Which Operating Systems does NVMesh support?

NVMesh packages are available for RHEL/CentOS and Ubuntu. If you would like to know more, the team at info@excelero.com will be happy to help.

Which network types does NVMesh support?

NVMesh was primarily designed for RDMA-enabled networks such as InfiniBand or RoCE (RDMA over Converged Ethernet) to enable maximum performance and lowest latency. Additionally, A TCP option to run NVMesh over non-RDMA networks will be available soon.

Where can I get more information for my specific case?

If you are interested in more information about NVMesh, professional services or consulting, the team at info@excelero.com will be happy to help.

How much performance can I get from NVMesh?

The team at info@excelero.com will be happy to discuss your specific use case. You might also want to check out our famous NVMesh Storage Configurator to see numbers. You can find it here: NVMesh Storage Configurator

How can I benchmark the performance of NVMesh?

Elbencho is a new open source benchmark tool that works for everything from block devices up to shared file systems to get an understanding of throughput, IOPS, latency, be it for lots of small files or streaming/random access in large files, even including GPUs.

You can find it here: Elbencho on github

How is NVMesh delivered to me?

NVMesh comes as rpm packages for RHEL/CentOS or deb packages for Ubuntu.

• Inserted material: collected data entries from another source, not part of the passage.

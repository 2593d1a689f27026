//! Output file name inference from response metadata.

use std::borrow::Cow;

use url::Url;

/// Choose a file name for a downloaded body.
///
/// The `filename` parameter of the content-disposition header wins, then the
/// base name of the final (post-redirect) URL. If the chosen name has no
/// extension, the base name of the URL originally requested is used instead:
/// redirect targets are often opaque storage keys while the requested URL
/// still carries the real file name.
pub fn infer_name(
    content_disposition: Option<&str>,
    final_url: &str,
    source_url: &str,
) -> Option<String> {
    let name = content_disposition
        .and_then(disposition_filename)
        .or_else(|| url_base_name(final_url));

    match name {
        Some(name) if extension(&name).len() > 1 => Some(name),
        name => url_base_name(source_url).or(name),
    }
}

/// The `filename` of a content-disposition value, preferring the RFC 5987
/// `filename*` form when it can be decoded.
pub fn disposition_filename(value: &str) -> Option<String> {
    let params = split_params(value);
    let (disposition, params) = params.split_first()?;
    let disposition = disposition.trim();
    if disposition.is_empty() || disposition.contains('=') {
        return None;
    }

    let mut plain = None;
    let mut extended = None;
    for param in params {
        let Some((key, raw)) = param.split_once('=') else {
            continue;
        };
        let raw = raw.trim();
        match key.trim().to_ascii_lowercase().as_str() {
            "filename" => plain = Some(unquote(raw)),
            "filename*" => extended = decode_extended(raw),
            _ => {}
        }
    }

    extended.or(plain).filter(|name| !name.is_empty())
}

/// Last non-empty path segment of `url`, percent-decoded.
pub fn url_base_name(url: &str) -> Option<String> {
    let url = Url::parse(url).ok()?;
    let base = url.path().trim_end_matches('/').rsplit('/').next()?;
    if base.is_empty() || base == "." || base == ".." {
        return None;
    }
    urlencoding::decode(base).ok().map(Cow::into_owned)
}

fn extension(name: &str) -> &str {
    let base = name.rsplit('/').next().unwrap_or(name);
    base.rfind('.').map_or("", |i| &base[i..])
}

// Splits on `;` outside quoted strings.
fn split_params(value: &str) -> Vec<&str> {
    let mut parts = Vec::new();
    let mut start = 0;
    let mut quoted = false;
    let mut escaped = false;

    for (i, c) in value.char_indices() {
        match c {
            _ if escaped => escaped = false,
            '\\' if quoted => escaped = true,
            '"' => quoted = !quoted,
            ';' if !quoted => {
                parts.push(&value[start..i]);
                start = i + 1;
            }
            _ => {}
        }
    }
    parts.push(&value[start..]);
    parts
}

fn unquote(raw: &str) -> String {
    let Some(inner) = raw.strip_prefix('"').and_then(|r| r.strip_suffix('"')) else {
        return raw.to_owned();
    };

    let mut out = String::with_capacity(inner.len());
    let mut chars = inner.chars();
    while let Some(c) = chars.next() {
        match c {
            '\\' => out.extend(chars.next()),
            c => out.push(c),
        }
    }
    out
}

// charset'language'percent-encoded
fn decode_extended(raw: &str) -> Option<String> {
    let mut parts = raw.splitn(3, '\'');
    let charset = parts.next()?;
    let _language = parts.next()?;
    let encoded = parts.next()?;

    if !charset.eq_ignore_ascii_case("utf-8") && !charset.eq_ignore_ascii_case("us-ascii") {
        return None;
    }
    urlencoding::decode(encoded).ok().map(Cow::into_owned)
}
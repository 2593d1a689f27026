use std::process::ExitCode;

use clap::Parser;

mod cli;

fn main() -> ExitCode {
    let app = cli::App::parse();
    cli::init_logging(app.verbose);

    match cli::run(&app) {
        Ok(()) => ExitCode::SUCCESS,
        Err(err) => {
            eprintln!("unspool: {err:#}");
            ExitCode::FAILURE
        }
    }
}
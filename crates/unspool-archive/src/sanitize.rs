use std::fs;
use std::io;
use std::path::{Component, Path, PathBuf};

use crate::error::{Error, Result};

/// Canonical extraction directory that every entry must stay inside.
#[derive(Clone, Debug)]
pub struct DestinationRoot {
    root: PathBuf,
}

impl DestinationRoot {
    /// Create `dir` if needed and pin its canonical absolute form.
    pub fn prepare(dir: &Path) -> Result<Self> {
        std::fs::create_dir_all(dir).map_err(|e| Error::DirectoryCreationFailed {
            path: dir.to_path_buf(),
            source: e,
        })?;
        let root = dir.canonicalize()?;
        Ok(Self { root })
    }

    #[cfg(test)]
    fn from_canonical(root: impl Into<PathBuf>) -> Self {
        Self { root: root.into() }
    }

    pub fn path(&self) -> &Path {
        &self.root
    }

    /// Join an untrusted archive name onto the root.
    ///
    /// Root and prefix components of the name are dropped, `.` is skipped
    /// and `..` pops. The result must lie strictly below the root; the root
    /// itself is only returned when `allow_root` is set.
    pub fn resolve(&self, name: &Path, allow_root: bool) -> Result<PathBuf> {
        let mut resolved = self.root.clone();
        for component in name.components() {
            match component {
                Component::Normal(part) => resolved.push(part),
                Component::ParentDir => {
                    resolved.pop();
                }
                Component::CurDir | Component::RootDir | Component::Prefix(_) => {}
            }
        }

        let inside = resolved.starts_with(&self.root)
            && (resolved != self.root || allow_root);
        if !inside {
            return Err(Error::IllegalPath {
                entry: name.to_path_buf(),
            });
        }
        Ok(resolved)
    }

    /// Refuse `path` if anything between the root and it is a symlink.
    ///
    /// `path` must come from [`DestinationRoot::resolve`]. Components that do
    /// not exist yet are fine; everything below them will be created as
    /// plain directories. `path` itself is checked too.
    pub fn check_no_symlinks(&self, path: &Path, entry: &Path) -> Result<()> {
        let relative = path.strip_prefix(&self.root).map_err(|_| Error::IllegalPath {
            entry: entry.to_path_buf(),
        })?;

        let mut current = self.root.clone();
        for component in relative.components() {
            current.push(component);
            match fs::symlink_metadata(&current) {
                Ok(meta) if meta.file_type().is_symlink() => {
                    return Err(Error::IllegalPath {
                        entry: entry.to_path_buf(),
                    });
                }
                Ok(_) => {}
                Err(e) if e.kind() == io::ErrorKind::NotFound => break,
                Err(e) => return Err(e.into()),
            }
        }
        Ok(())
    }
}

/// Check that `name` can be used as a single file name inside a directory.
pub fn validate_file_name(name: &str) -> Result<&str> {
    let single = !name.is_empty()
        && name != "."
        && name != ".."
        && !name.contains('/')
        && !name.contains(std::path::MAIN_SEPARATOR);
    if !single {
        return Err(Error::IllegalPath {
            entry: PathBuf::from(name),
        });
    }
    Ok(name)
}
#![cfg(feature = "reqwest")]

use std::io::{BufRead, BufReader, Read, Write};
use std::net::TcpListener;
use std::thread;

use unspool_fetch::{FetchError, Fetcher, ReqwestClient};

/// Serve one canned response per connection, `responses.len()` times.
fn serve(responses: Vec<String>) -> String {
    let listener = TcpListener::bind("127.0.0.1:0").unwrap();
    let addr = listener.local_addr().unwrap();

    thread::spawn(move || {
        for response in responses {
            let (mut stream, _) = listener.accept().unwrap();
            let mut reader = BufReader::new(stream.try_clone().unwrap());
            let mut line = String::new();
            while reader.read_line(&mut line).unwrap() > 0 {
                if line == "\r\n" {
                    break;
                }
                line.clear();
            }
            stream.write_all(response.as_bytes()).unwrap();
        }
    });

    format!("http://{addr}")
}

fn fetcher() -> Fetcher<ReqwestClient> {
    let client = reqwest::blocking::Client::builder()
        .no_proxy()
        .build()
        .unwrap();
    Fetcher::new(ReqwestClient::from_client(client))
}

#[test]
fn body_and_headers_are_exposed() {
    let base = serve(vec![
        "HTTP/1.1 200 OK\r\n\
         Content-Length: 5\r\n\
         Content-Disposition: attachment; filename=\"hello.txt\"\r\n\
         Connection: close\r\n\r\n\
         hello"
            .to_string(),
    ]);

    let mut download = fetcher().fetch(&format!("{base}/download")).unwrap();
    let mut body = String::new();
    download.body.read_to_string(&mut body).unwrap();

    assert_eq!(body, "hello");
    assert_eq!(download.content_length, Some(5));
    assert_eq!(download.infer_name().as_deref(), Some("hello.txt"));
}

#[test]
fn redirect_is_followed_and_final_url_named() {
    let base = serve(vec![
        "HTTP/1.1 302 Found\r\n\
         Location: /files/tool.tar.gz\r\n\
         Content-Length: 0\r\n\
         Connection: close\r\n\r\n"
            .to_string(),
        "HTTP/1.1 200 OK\r\n\
         Content-Length: 2\r\n\
         Connection: close\r\n\r\n\
         ok"
            .to_string(),
    ]);

    let download = fetcher().fetch(&format!("{base}/latest")).unwrap();
    assert!(download.final_url.ends_with("/files/tool.tar.gz"));
    assert_eq!(download.infer_name().as_deref(), Some("tool.tar.gz"));
}

#[test]
fn not_found_is_status_error() {
    let base = serve(vec![
        "HTTP/1.1 404 Not Found\r\n\
         Content-Length: 0\r\n\
         Connection: close\r\n\r\n"
            .to_string(),
    ]);

    let err = fetcher().fetch(&format!("{base}/missing")).err().unwrap();
    assert!(matches!(err, FetchError::Status { status: 404, .. }));
    assert_eq!(err.to_string(), "http error: 404 Not Found");
}
use std::io::{self, Cursor, Read};

use filetime::FileTime;
use tar::EntryType;
use tracing::debug;

use crate::entry::{ArchiveEntry, EntryKind};
use crate::error::{Error, Layer, Result};
use crate::extract::{EntrySource, PendingEntry};
use crate::format::ArchiveFormat;

/// Owns the sequential tar reader; borrow it with [`TarArchive::entries`].
pub struct TarArchive<R: Read> {
    archive: tar::Archive<R>,
}

impl<R: Read> TarArchive<R> {
    pub fn new(reader: R) -> Self {
        Self {
            archive: tar::Archive::new(reader),
        }
    }

    pub fn entries(&mut self) -> Result<TarSource<'_, R>> {
        let entries = self.archive.entries().map_err(|e| Error::from_read(Layer::Tar, e))?;
        Ok(TarSource { entries })
    }
}

pub struct TarSource<'a, R: 'a + Read> {
    entries: tar::Entries<'a, R>,
}

/// Content of a tar member.
///
/// Tar keeps symlink targets in the header rather than the body; they are
/// served as the entry's content so every backend looks the same to the
/// extractor.
pub enum TarEntryReader<'a, R: 'a + Read> {
    Body(tar::Entry<'a, R>),
    LinkName(Cursor<Vec<u8>>),
}

impl<'a, R: Read> Read for TarEntryReader<'a, R> {
    fn read(&mut self, buf: &mut [u8]) -> io::Result<usize> {
        match self {
            Self::Body(entry) => entry.read(buf),
            Self::LinkName(cursor) => cursor.read(buf),
        }
    }
}

fn kind_of(entry_type: EntryType) -> Option<EntryKind> {
    let kind = match entry_type {
        EntryType::Regular | EntryType::Continuous => EntryKind::File,
        EntryType::Directory => EntryKind::Directory,
        EntryType::Symlink => EntryKind::Symlink,
        // metadata for the archive as a whole, not a member
        EntryType::XGlobalHeader => return None,
        EntryType::Link => EntryKind::Unsupported("hard link".into()),
        EntryType::Char => EntryKind::Unsupported("character device".into()),
        EntryType::Block => EntryKind::Unsupported("block device".into()),
        EntryType::Fifo => EntryKind::Unsupported("fifo".into()),
        other => EntryKind::Unsupported(format!("tar type {:?}", other.as_byte() as char)),
    };
    Some(kind)
}

impl<'a, R: Read + 'a> TarSource<'a, R> {
    fn read_entry(&mut self) -> Option<Result<PendingEntry<TarEntryReader<'a, R>>>> {
        loop {
            let entry = match self.entries.next()? {
                Ok(entry) => entry,
                Err(e) => return Some(Err(Error::from_read(Layer::Tar, e))),
            };

            let header = entry.header();
            let entry_type = header.entry_type();
            let Some(kind) = kind_of(entry_type) else {
                debug!("skipping pax global header");
                continue;
            };

            let name = match entry.path() {
                Ok(path) => path.into_owned(),
                Err(e) => return Some(Err(Error::from_read(Layer::Tar, e))),
            };
            let mode = header.mode().unwrap_or(0o644) & 0o7777;
            let mtime = header
                .mtime()
                .ok()
                .filter(|&secs| secs != 0)
                .and_then(|secs| i64::try_from(secs).ok())
                .map(|secs| FileTime::from_unix_time(secs, 0));

            let (size, reader) = if kind == EntryKind::Symlink {
                let target = match entry.link_name_bytes() {
                    Some(target) => target.into_owned(),
                    None => Vec::new(),
                };
                (0, TarEntryReader::LinkName(Cursor::new(target)))
            } else {
                (entry.size(), TarEntryReader::Body(entry))
            };

            let entry = ArchiveEntry::new(name, kind, mode, size).with_mtime(mtime);
            return Some(Ok(PendingEntry { entry, reader }));
        }
    }
}

impl<'a, R: Read + 'a> EntrySource for TarSource<'a, R> {
    // Entries borrow the archive for 'a, not the source.
    type Reader<'b>
        = TarEntryReader<'a, R>
    where
        Self: 'b;

    fn next_entry(&mut self) -> Option<Result<PendingEntry<Self::Reader<'_>>>> {
        self.read_entry()
    }

    fn format(&self) -> ArchiveFormat {
        ArchiveFormat::Tar
    }
}

#[cfg(test)]
mod tests {
    use super::*;

    fn build(f: impl FnOnce(&mut tar::Builder<Vec<u8>>)) -> Vec<u8> {
        let mut builder = tar::Builder::new(Vec::new());
        f(&mut builder);
        builder.into_inner().unwrap()
    }

    fn header(entry_type: EntryType, size: u64, mode: u32) -> tar::Header {
        let mut header = tar::Header::new_gnu();
        header.set_entry_type(entry_type);
        header.set_size(size);
        header.set_mode(mode);
        header.set_mtime(1_700_000_000);
        header
    }

    #[test]
    fn yields_uniform_entries() {
        let data = build(|b| {
            let mut dir = header(EntryType::Directory, 0, 0o755);
            b.append_data(&mut dir, "a/", io::empty()).unwrap();

            let mut file = header(EntryType::Regular, 2, 0o644);
            b.append_data(&mut file, "a/file.txt", &b"hi"[..]).unwrap();

            let mut link = header(EntryType::Symlink, 0, 0o777);
            b.append_link(&mut link, "link", "a/file.txt").unwrap();
        });

        let mut archive = TarArchive::new(&data[..]);
        let mut source = archive.entries().unwrap();

        let dir = source.next_entry().unwrap().unwrap();
        assert_eq!(dir.entry.kind, EntryKind::Directory);
        assert_eq!(dir.entry.name.as_path(), std::path::Path::new("a"));
        assert_eq!(dir.entry.mode, 0o755);
        assert_eq!(dir.entry.mtime, Some(FileTime::from_unix_time(1_700_000_000, 0)));
        drop(dir);

        let mut file = source.next_entry().unwrap().unwrap();
        assert_eq!(file.entry.kind, EntryKind::File);
        assert_eq!(file.entry.size, 2);
        let mut content = String::new();
        file.reader.read_to_string(&mut content).unwrap();
        assert_eq!(content, "hi");
        drop(file);

        let mut link = source.next_entry().unwrap().unwrap();
        assert_eq!(link.entry.kind, EntryKind::Symlink);
        let mut target = String::new();
        link.reader.read_to_string(&mut target).unwrap();
        assert_eq!(target, "a/file.txt");
        drop(link);

        assert!(source.next_entry().is_none());
    }

    #[test]
    fn unread_content_is_skipped() {
        let data = build(|b| {
            let mut first = header(EntryType::Regular, 4, 0o644);
            b.append_data(&mut first, "first", &b"1234"[..]).unwrap();
            let mut second = header(EntryType::Regular, 2, 0o644);
            b.append_data(&mut second, "second", &b"56"[..]).unwrap();
        });

        let mut archive = TarArchive::new(&data[..]);
        let mut source = archive.entries().unwrap();
        drop(source.next_entry().unwrap().unwrap());

        let mut second = source.next_entry().unwrap().unwrap();
        assert_eq!(second.entry.name.to_str(), Some("second"));
        let mut content = Vec::new();
        second.reader.read_to_end(&mut content).unwrap();
        assert_eq!(content, b"56");
    }

    #[test]
    fn special_files_are_unsupported() {
        let data = build(|b| {
            let mut fifo = header(EntryType::Fifo, 0, 0o644);
            b.append_data(&mut fifo, "pipe", io::empty()).unwrap();
            let mut hard = header(EntryType::Link, 0, 0o644);
            b.append_link(&mut hard, "hard", "pipe").unwrap();
        });

        let mut archive = TarArchive::new(&data[..]);
        let mut source = archive.entries().unwrap();
        let fifo = source.next_entry().unwrap().unwrap();
        assert_eq!(fifo.entry.kind, EntryKind::Unsupported("fifo".into()));
        drop(fifo);
        let hard = source.next_entry().unwrap().unwrap();
        assert_eq!(hard.entry.kind, EntryKind::Unsupported("hard link".into()));
    }

    #[test]
    fn global_headers_are_skipped() {
        let data = build(|b| {
            let mut global = header(EntryType::XGlobalHeader, 0, 0o644);
            b.append_data(&mut global, "pax_global_header", io::empty()).unwrap();
            let mut file = header(EntryType::Regular, 1, 0o644);
            b.append_data(&mut file, "only", &b"x"[..]).unwrap();
        });

        let mut archive = TarArchive::new(&data[..]);
        let mut source = archive.entries().unwrap();
        let only = source.next_entry().unwrap().unwrap();
        assert_eq!(only.entry.name.to_str(), Some("only"));
        drop(only);
        assert!(source.next_entry().is_none());
    }

    #[test]
    fn zero_mtime_is_absent() {
        let data = build(|b| {
            let mut file = header(EntryType::Regular, 1, 0o644);
            file.set_mtime(0);
            b.append_data(&mut file, "old", &b"x"[..]).unwrap();
        });

        let mut archive = TarArchive::new(&data[..]);
        let mut source = archive.entries().unwrap();
        let old = source.next_entry().unwrap().unwrap();
        assert!(old.entry.mtime.is_none());
    }

    #[test]
    fn corrupt_header_is_format_error() {
        let mut data = build(|b| {
            let mut file = header(EntryType::Regular, 1, 0o644);
            b.append_data(&mut file, "x", &b"x"[..]).unwrap();
        });
        // checksum field
        data[148..156].copy_from_slice(b"0000000\0");

        let mut archive = TarArchive::new(&data[..]);
        let mut source = archive.entries().unwrap();
        let err = source.next_entry().unwrap().err().unwrap();
        assert!(matches!(err, Error::Format { layer: Layer::Tar, .. }), "{err:?}");
    }
}
use anyhow::Context;
use clap::{ArgAction, Parser};
use tracing::{debug, info};
use tracing_subscriber::EnvFilter;
use unspool_archive::{Destination, Output, Unpacker};
use unspool_fetch::Fetcher;

#[derive(Clone, Debug, Parser)]
#[command(
    name = "unspool",
    version = env!("CARGO_PKG_VERSION"),
    about = "Download a file, optionally unpacking it",
    long_about = None
)]
pub struct App {
    /// Remove compression layers and extract tar or zip archives
    #[arg(short, long)]
    pub unpack: bool,

    /// Log more (-v info, -vv debug, -vvv trace)
    #[arg(short, long, action = ArgAction::Count)]
    pub verbose: u8,

    /// URL to download
    pub url: String,

    /// `-` for standard output, a directory (existing, or ending in a path
    /// separator), or a file path
    pub target: String,
}

/// Log filter for `-v` count; `RUST_LOG` overrides it.
pub fn log_filter(verbose: u8) -> String {
    let level = match verbose {
        0 => "warn",
        1 => "info",
        2 => "debug",
        _ => "trace",
    };
    format!("warn,unspool={level},unspool_archive={level},unspool_fetch={level}")
}

/// Logs go to stderr; stdout may be carrying the download.
pub fn init_logging(verbose: u8) {
    let filter =
        EnvFilter::try_from_default_env().unwrap_or_else(|_| EnvFilter::new(log_filter(verbose)));
    tracing_subscriber::fmt()
        .with_env_filter(filter)
        .with_writer(std::io::stderr)
        .with_target(false)
        .init();
}

pub fn run(app: &App) -> anyhow::Result<()> {
    let destination = Destination::resolve(&app.target);
    debug!(?destination, "resolved target");

    let fetcher = Fetcher::with_reqwest().context("could not set up http client")?;
    let download = fetcher
        .fetch(&app.url)
        .with_context(|| format!("could not fetch {}", app.url))?;

    let name = if destination.is_dir() {
        download.infer_name()
    } else {
        None
    };
    debug!(?name, "inferred output name");

    let mut unpacker = Unpacker::new(destination);
    if let Some(name) = name {
        unpacker = unpacker.name(name);
    }

    let report = if app.unpack {
        unpacker.unpack(download.body)?
    } else {
        unpacker.write(download.body)?
    };

    match &report.output {
        Output::File { path: Some(path), bytes } => {
            info!(bytes, layers = report.layers.len(), "saved {}", path.display());
        }
        Output::File { path: None, bytes } => {
            info!(bytes, layers = report.layers.len(), "written to stdout");
        }
        Output::Archive(archive) => {
            info!(
                entries = archive.entry_count,
                bytes = archive.total_bytes,
                "extracted {:?} archive",
                archive.format
            );
        }
    }
    Ok(())
}
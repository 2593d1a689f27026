use std::fs::{self, File, OpenOptions};
use std::io::{self, Read, Write};
use std::path::{Path, PathBuf};

use crate::error::{Error, Layer, Result};
use crate::sanitize::validate_file_name;

/// Where a plain (non-archive) stream ends up.
pub enum Sink<'a> {
    File { path: PathBuf, file: File },
    Stdout(&'a mut dyn Write),
}

impl Sink<'_> {
    /// Create or truncate `path`, making its parent directories first.
    pub fn create(path: &Path) -> Result<Self> {
        if let Some(parent) = path.parent()
            && !parent.as_os_str().is_empty()
        {
            fs::create_dir_all(parent).map_err(|e| Error::DirectoryCreationFailed {
                path: parent.to_path_buf(),
                source: e,
            })?;
        }

        let mut options = OpenOptions::new();
        options.write(true).create(true).truncate(true);
        #[cfg(unix)]
        {
            use std::os::unix::fs::OpenOptionsExt;
            options.mode(0o666);
        }
        let file = options.open(path).map_err(|e| Error::ExtractionFailed {
            path: path.to_path_buf(),
            source: e,
        })?;

        Ok(Sink::File {
            path: path.to_path_buf(),
            file,
        })
    }

    fn label(&self) -> PathBuf {
        match self {
            Sink::File { path, .. } => path.clone(),
            Sink::Stdout(_) => PathBuf::from("<stdout>"),
        }
    }

    fn writer(&mut self) -> &mut dyn Write {
        match self {
            Sink::File { file, .. } => file,
            Sink::Stdout(out) => &mut **out,
        }
    }

    fn close(self) -> io::Result<()> {
        match self {
            Sink::File { mut file, .. } => {
                file.flush()?;
                file.sync_all()
            }
            Sink::Stdout(out) => out.flush(),
        }
    }
}

/// Path of the output file for a directory destination.
///
/// The inferred name must be a single component; there is nothing to fall
/// back on when no name could be inferred.
pub fn target_in_dir(dir: &Path, name: Option<&str>) -> Result<PathBuf> {
    let name = name.ok_or_else(|| Error::MissingName {
        dir: dir.to_path_buf(),
    })?;
    Ok(dir.join(validate_file_name(name)?))
}

/// Copy `reader` into `sink`, then close the sink.
///
/// A copy failure is reported in preference to a close failure. `layer` is
/// the innermost layer of the reader chain, used for untagged read errors.
pub fn write_stream<R: Read>(reader: &mut R, mut sink: Sink<'_>, layer: Layer) -> Result<u64> {
    let label = sink.label();
    let copied = io::copy(reader, sink.writer());
    let closed = sink.close();

    let written = copied.map_err(|e| Error::from_copy(layer, label.clone(), e))?;
    closed.map_err(|e| Error::ExtractionFailed {
        path: label,
        source: e,
    })?;
    Ok(written)
}
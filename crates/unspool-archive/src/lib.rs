//! Streaming decompression and archive extraction.
//!
//! A stream is sniffed, stripped of compression layers one at a time and
//! then either extracted (tar, zip) or written through unchanged.
//!
//! # Architecture
//!
//! - `format.rs` - Prefix sniffing and look-ahead reader
//! - `codec.rs` - Compression layers and output name inference
//! - `pipeline.rs` - The sniff/unwrap loop and destinations
//! - `extract/` - Entry sources per archive format, secure extraction
//! - `sanitize.rs` - Path containment (zip-slip prevention)
//! - `write.rs` - Plain stream output

pub use codec::Codec;
pub use entry::{ArchiveEntry, ArchiveReport, EntryKind, ExtractedEntry};
pub use error::{Error, Layer, Result};
pub use extract::{EntrySource, PendingEntry, extract};
pub use format::{ArchiveFormat, Format, Peeker, SNIFF_LEN, sniff};
pub use pipeline::{Destination, Output, UnpackReport, Unpacker};
pub use sanitize::{DestinationRoot, validate_file_name};

mod codec;
pub mod entry;
mod error;
pub mod extract;
mod format;
mod pipeline;
mod sanitize;
mod write;
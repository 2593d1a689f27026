use std::io::Read;

use tracing::{debug, info};
use url::Url;

use crate::client::HttpClient;
use crate::error::{FetchError, Result};
use crate::name;

const HTTP_OK: u16 = 200;

/// A successful response, ready to be streamed.
pub struct Download {
    pub body: Box<dyn Read + Send>,
    pub source_url: String,
    pub final_url: String,
    pub content_disposition: Option<String>,
    pub content_length: Option<u64>,
}

impl Download {
    /// File name suggested by the response; see [`name::infer_name`].
    pub fn infer_name(&self) -> Option<String> {
        name::infer_name(
            self.content_disposition.as_deref(),
            &self.final_url,
            &self.source_url,
        )
    }
}

pub struct Fetcher<C: HttpClient> {
    client: C,
}

impl<C: HttpClient> Fetcher<C> {
    pub fn new(client: C) -> Self {
        Self { client }
    }

    /// GET `url`. Anything but `200 OK` is an error.
    pub fn fetch(&self, url: &str) -> Result<Download> {
        Url::parse(url).map_err(|e| FetchError::InvalidUrl(format!("{url}: {e}")))?;

        debug!(url, "sending request");
        let response = self
            .client
            .get(url)
            .map_err(|e| FetchError::Request(Box::new(e)))?;

        if response.status != HTTP_OK {
            return Err(FetchError::Status {
                status: response.status,
                reason: response.reason,
            });
        }

        info!(
            url,
            final_url = %response.final_url,
            length = ?response.content_length,
            "response received"
        );
        Ok(Download {
            body: response.body,
            source_url: url.to_owned(),
            final_url: response.final_url,
            content_disposition: response.content_disposition,
            content_length: response.content_length,
        })
    }
}

#[cfg(feature = "reqwest")]
impl Fetcher<crate::ReqwestClient> {
    pub fn with_reqwest() -> Result<Self> {
        Ok(Self::new(crate::ReqwestClient::new()?))
    }
}
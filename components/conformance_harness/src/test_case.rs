use crate::error::{HarnessError, HarnessResult};
use crate::metadata::{frontmatter_span, TestMetadata};
use std::path::{Path, PathBuf};

/// A test file with its source and parsed metadata
#[derive(Debug, Clone)]
pub struct TestCase {
    /// Path to the test file
    pub path: PathBuf,
    /// Source exactly as read from disk
    pub source: String,
    /// Parsed metadata from the frontmatter
    pub metadata: TestMetadata,
}

impl TestCase {
    /// Load a test file from disk
    pub fn load<P: AsRef<Path>>(path: P) -> HarnessResult<Self> {
        let path = path.as_ref().to_path_buf();
        let source = std::fs::read_to_string(&path).map_err(|source| HarnessError::Io {
            path: path.clone(),
            source,
        })?;
        Self::from_source(path, source)
    }

    /// Build a test case from source already in memory
    pub fn from_source(path: impl Into<PathBuf>, source: impl Into<String>) -> HarnessResult<Self> {
        let source = source.into();
        let metadata = TestMetadata::parse(&source)?;
        Ok(Self {
            path: path.into(),
            source,
            metadata,
        })
    }

    /// Get the test name (file name without extension)
    pub fn name(&self) -> &str {
        self.path
            .file_stem()
            .and_then(|s| s.to_str())
            .unwrap_or_default()
    }

    /// Source with the frontmatter comment cut out.
    ///
    /// Execution always uses the full source so line numbers in engine
    /// diagnostics match the file; this is for display.
    pub fn body(&self) -> &str {
        match frontmatter_span(&self.source) {
            Ok((whole, _)) => self.source[whole.end..].trim_start(),
            Err(_) => &self.source,
        }
    }
}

You will usually want to add the NVMesh yum or apt repository to your system for most convenient installation and updates.

Can I use NVMesh as the basis for IBM Spectrum Scale (formerly GPFS)?

Absolutely. Many of our customers use NVMesh as the basis for IBM Spectrum Scale. This does not only provide data protection across servers and full NVMe performance to the Spectrum Scale NSD servers also provide your applications with much faster access to your Spectrum Scale file system, because NVMesh can make the block volumes directly available on the Spectrum Scale clients, which increases the Spectrum Scale IOPS more than 10x.

Can I use NVMesh as the basis for BeeGFS?

Absolutely. Our customers combine NVMesh with BeeGFS to have a resilient block layer under BeeGFS, which makes the full NVMe performance available to the BeeGFS services. This combination is especially popular among our Deep Learning customers as it ensures that the GPUs are not stalling on storage access.

To add the high availability and failover to BeeGFS services based on NVMesh protected volumes across servers, Excelero provides NVKeep as a very easy-to-install and manage solution and as an alternative to more complex options like pacemaker.

NVKeep is available here: NVKeep on github

Can I use NVMesh as the basis for NFS?

Absolutely. NVMesh can protect your data across servers and you can run the standard Linux NFS server on top of that, ideally with NFS RDMA transport enabled for the best performance. Excelero provides NVKeep to make failover of your NFS service to another host easy.

NVKeep is available here: NVKeep on github

Can I use NVMesh as the basis for StorNext

Absolutely. The Quantum StorNext file system benefits from the fact that NVMesh enables concurrent access to its protected NVMe RAID volumes, looking to StorNext like a (very fast) SAN, while actually running on commodity servers, thanks to the software-defined approach of NVMesh.

Can I use NVMesh for an Oracle RAC database cluster?

Absolutely. Thanks to the fact that NVMesh makes its protected volumes available to multiple hosts at the full speed of NVMe, our customers are reporting very impressive performance improvements and cost savings following the usage of NVMesh for their Oracle databases.

Can I use NVMesh for Kubernetes (K8s)?

Absolutely. NVMesh comes with a CSI (Container Storage Interface) driver for Kubernetes, which enables you to dynamically create NVMesh logical volumes when needed and make them available anywhere on the network. This can be the basis for a containerized network file system or a local file system like xfs/ext4 for the best performance.